Fracture mechanics techniques were employed to measure the critical
interfacial adhesion (Gc) at the relevant blanket or patterned film
interface.

	Results from blanket film structures indicate that the adhesive
characteristics of an interface can be dominated by plastic energy
dissipated within adjacent polymer or metal layers.  Due to the constraint
provided by the neighboring elastic layers or the relatively massive
substrate, the extent of plastic deformation was observed to be dependent of
the ductile film's thickness and residual stress.  In patterned structures
containing lithographically defined low-k polymer lines where the line width
varied between 2 and 12 microns, a 50% increase in Gc was observed for the
smallest feature width compared to a similar blanket polymer film interface.
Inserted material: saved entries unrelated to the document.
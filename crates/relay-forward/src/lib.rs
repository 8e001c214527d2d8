//! relay-forward: Streams a file between two SFTP servers
//!
//! The forwarder opens an authenticated SFTP conversation with the source
//! server and another with the destination server, then copies the source
//! file into the destination directory without staging it locally.

pub mod connector;
pub mod relay;

pub use connector::{ConnectionError, RemoteFs, SftpConnector};
pub use relay::{destination_path, Relay, RelayError, RelayReport};
//! SSH connection handler
//!
//! Implements the russh server handler for one client connection: public
//! key authentication through the configured policy, channel offer
//! filtering, and subsystem negotiation on each `session` channel.

use std::net::SocketAddr;
use std::path::PathBuf;
use std::sync::Arc;

use async_trait::async_trait;
use bytes::Bytes;
use russh::server::{Auth, Handler, Msg, Session};
use russh::{Channel, ChannelId};
use russh_keys::key::{KeyPair, PublicKey};

use relay_core::config::ServerConfig;
use relay_core::{AuthDecision, AuthPolicy};
use relay_protocol::{ChannelKind, OfferDecision, PendingRequest, RequestKind};

use crate::session::{ChannelTable, RequestVerdict};
use crate::sftp::FileServer;

/// Handler for a single SSH client connection
pub struct ConnectionHandler {
    /// Peer address of the connecting client
    peer_addr: SocketAddr,
    /// Authorization policy
    policy: Arc<dyn AuthPolicy>,
    /// Directory relative SFTP paths resolve against
    file_root: Arc<PathBuf>,
    /// Authenticated username
    user: Option<String>,
    /// Accepted channels awaiting or past negotiation
    channels: ChannelTable<ChannelId, Channel<Msg>>,
}

impl ConnectionHandler {
    /// Create a handler for a freshly accepted connection
    pub fn new(peer_addr: SocketAddr, policy: Arc<dyn AuthPolicy>, file_root: Arc<PathBuf>) -> Self {
        Self {
            peer_addr,
            policy,
            file_root,
            user: None,
            channels: ChannelTable::new(),
        }
    }

    /// Answer a channel request and start the file server once negotiated
    async fn settle_request(
        &mut self,
        channel: ChannelId,
        request: PendingRequest,
        session: &mut Session,
    ) {
        tracing::debug!(
            "'{}' request on channel {:?} from {}",
            request.kind,
            channel,
            self.peer_addr
        );

        match self.channels.on_request(channel, &request) {
            RequestVerdict::StartService(accepted) => {
                session.channel_success(channel);
                self.start_file_service(accepted).await;
            }
            RequestVerdict::Refuse => {
                session.channel_failure(channel);
            }
        }
    }

    /// Serve SFTP on a negotiated channel
    async fn start_file_service(&self, channel: Channel<Msg>) {
        let label = format!("{}/{:?}", self.peer_addr, channel.id());
        tracing::info!("SFTP subsystem started for {}", label);

        let server = FileServer::new(Arc::clone(&self.file_root), label);
        russh_sftp::server::run(channel.into_stream(), server).await;
    }

    /// Accept interactive sessions; log and refuse every other channel type
    fn decide_offer(&self, kind: ChannelKind) -> bool {
        match kind.decide() {
            OfferDecision::Accept => true,
            OfferDecision::Reject(reason) => {
                tracing::info!(
                    "Rejecting '{}' channel from {}: {}",
                    kind,
                    self.peer_addr,
                    reason
                );
                false
            }
        }
    }
}

impl Drop for ConnectionHandler {
    fn drop(&mut self) {
        tracing::debug!(
            "Session with {} ended ({} channels still registered)",
            self.peer_addr,
            self.channels.len()
        );
    }
}

#[async_trait]
impl Handler for ConnectionHandler {
    type Error = anyhow::Error;

    /// Handle public key authentication
    async fn auth_publickey(
        &mut self,
        user: &str,
        public_key: &PublicKey,
    ) -> Result<Auth, Self::Error> {
        let fingerprint = public_key.fingerprint();

        match self.policy.authorize(user, public_key) {
            AuthDecision::Accept => {
                tracing::info!(
                    "Authenticated '{}' from {} ({} policy), key fingerprint: {}",
                    user,
                    self.peer_addr,
                    self.policy.name(),
                    fingerprint
                );
                self.user = Some(user.to_string());
                Ok(Auth::Accept)
            }
            AuthDecision::Reject => {
                tracing::warn!(
                    "Authentication REJECTED for '{}' from {}, key fingerprint: {}",
                    user,
                    self.peer_addr,
                    fingerprint
                );
                Ok(Auth::Reject {
                    proceed_with_methods: None,
                })
            }
        }
    }

    async fn channel_open_session(
        &mut self,
        channel: Channel<Msg>,
        _session: &mut Session,
    ) -> Result<bool, Self::Error> {
        let accepted = self.decide_offer(ChannelKind::Session);
        if accepted {
            tracing::debug!("Session channel {:?} opened by {}", channel.id(), self.peer_addr);
            self.channels.open(channel.id(), channel);
        }
        Ok(accepted)
    }

    async fn channel_open_direct_tcpip(
        &mut self,
        _channel: Channel<Msg>,
        _host_to_connect: &str,
        _port_to_connect: u32,
        _originator_address: &str,
        _originator_port: u32,
        _session: &mut Session,
    ) -> Result<bool, Self::Error> {
        Ok(self.decide_offer(ChannelKind::DirectTcpip))
    }

    async fn channel_open_forwarded_tcpip(
        &mut self,
        _channel: Channel<Msg>,
        _host_to_connect: &str,
        _port_to_connect: u32,
        _originator_address: &str,
        _originator_port: u32,
        _session: &mut Session,
    ) -> Result<bool, Self::Error> {
        Ok(self.decide_offer(ChannelKind::ForwardedTcpip))
    }

    async fn channel_open_x11(
        &mut self,
        _channel: Channel<Msg>,
        _originator_address: &str,
        _originator_port: u32,
        _session: &mut Session,
    ) -> Result<bool, Self::Error> {
        Ok(self.decide_offer(ChannelKind::X11))
    }

    async fn subsystem_request(
        &mut self,
        channel: ChannelId,
        name: &str,
        session: &mut Session,
    ) -> Result<(), Self::Error> {
        self.settle_request(channel, PendingRequest::subsystem(name), session)
            .await;
        Ok(())
    }

    async fn shell_request(
        &mut self,
        channel: ChannelId,
        session: &mut Session,
    ) -> Result<(), Self::Error> {
        self.settle_request(channel, PendingRequest::bare(RequestKind::Shell), session)
            .await;
        Ok(())
    }

    async fn exec_request(
        &mut self,
        channel: ChannelId,
        data: &[u8],
        session: &mut Session,
    ) -> Result<(), Self::Error> {
        let request = PendingRequest::new(RequestKind::Exec, Bytes::copy_from_slice(data));
        self.settle_request(channel, request, session).await;
        Ok(())
    }

    async fn env_request(
        &mut self,
        channel: ChannelId,
        _variable_name: &str,
        _variable_value: &str,
        session: &mut Session,
    ) -> Result<(), Self::Error> {
        self.settle_request(channel, PendingRequest::bare(RequestKind::Env), session)
            .await;
        Ok(())
    }

    #[allow(clippy::too_many_arguments)]
    async fn pty_request(
        &mut self,
        channel: ChannelId,
        _term: &str,
        _col_width: u32,
        _row_height: u32,
        _pix_width: u32,
        _pix_height: u32,
        _modes: &[(russh::Pty, u32)],
        session: &mut Session,
    ) -> Result<(), Self::Error> {
        self.settle_request(channel, PendingRequest::bare(RequestKind::PtyReq), session)
            .await;
        Ok(())
    }

    #[allow(clippy::too_many_arguments)]
    async fn x11_request(
        &mut self,
        channel: ChannelId,
        _single_connection: bool,
        _x11_auth_protocol: &str,
        _x11_auth_cookie: &str,
        _x11_screen_number: u32,
        session: &mut Session,
    ) -> Result<(), Self::Error> {
        self.settle_request(channel, PendingRequest::bare(RequestKind::X11Req), session)
            .await;
        Ok(())
    }

    async fn window_change_request(
        &mut self,
        channel: ChannelId,
        _col_width: u32,
        _row_height: u32,
        _pix_width: u32,
        _pix_height: u32,
        session: &mut Session,
    ) -> Result<(), Self::Error> {
        let request = PendingRequest::bare(RequestKind::WindowChange);
        self.settle_request(channel, request, session).await;
        Ok(())
    }

    /// Out-of-band port forwarding requests are drained and refused
    async fn tcpip_forward(
        &mut self,
        address: &str,
        port: &mut u32,
        _session: &mut Session,
    ) -> Result<bool, Self::Error> {
        tracing::debug!(
            "Discarding tcpip-forward request for {}:{} from {}",
            address,
            port,
            self.peer_addr
        );
        Ok(false)
    }

    async fn cancel_tcpip_forward(
        &mut self,
        address: &str,
        port: u32,
        _session: &mut Session,
    ) -> Result<bool, Self::Error> {
        tracing::debug!(
            "Discarding cancel-tcpip-forward request for {}:{} from {}",
            address,
            port,
            self.peer_addr
        );
        Ok(false)
    }

    /// Handle channel EOF
    async fn channel_eof(
        &mut self,
        channel: ChannelId,
        _session: &mut Session,
    ) -> Result<(), Self::Error> {
        tracing::debug!("Channel EOF: {:?}", channel);
        Ok(())
    }

    /// Handle channel close
    async fn channel_close(
        &mut self,
        channel: ChannelId,
        _session: &mut Session,
    ) -> Result<(), Self::Error> {
        if let Some(state) = self.channels.close(channel) {
            tracing::debug!("Channel {:?} closed in state {}", channel, state);
        }
        Ok(())
    }
}

/// russh configuration shared by every connection of one server
#[derive(Clone)]
pub struct TransportConfig {
    /// russh server configuration
    pub ssh_config: Arc<russh::server::Config>,
}

impl TransportConfig {
    /// Create a transport configuration with the given host key
    pub fn new(host_key: KeyPair, config: &ServerConfig) -> Self {
        let mut ssh_config = russh::server::Config::default();
        ssh_config.keys.push(host_key);
        ssh_config.auth_rejection_time = config.auth_rejection_time;
        ssh_config.auth_rejection_time_initial = Some(std::time::Duration::from_secs(0));
        ssh_config.inactivity_timeout = config.inactivity_timeout;

        Self {
            ssh_config: Arc::new(ssh_config),
        }
    }
}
This behavior is rationalized in terms of the effect of stress state on the
local fracture mode and resulting plastic deformation in the polymer line
similar to the plane stress to plane strain transition observed in bulk
materials.

	To investigate more technologically relevant patterned structures, arrays
of alternating Cu and low-k lines were fabricated with feature widths
varying between 0.2 and 3 microns.  A pronounced increase in Gc was observed
when the debond was propagated orthogonal, rather than parallel, to the
length of the line.  Morphological characterization of the fracture surface
revealed features with a pitch and orientation identical to the original
patterned structure resulting from variations in elastic properties adjacent
to the debonded interface.  Mechanics models detailing crack tip shielding
and energy dissipation through the frictional contact of these surface
asperities will be presented to explain the observed trends in adhesion.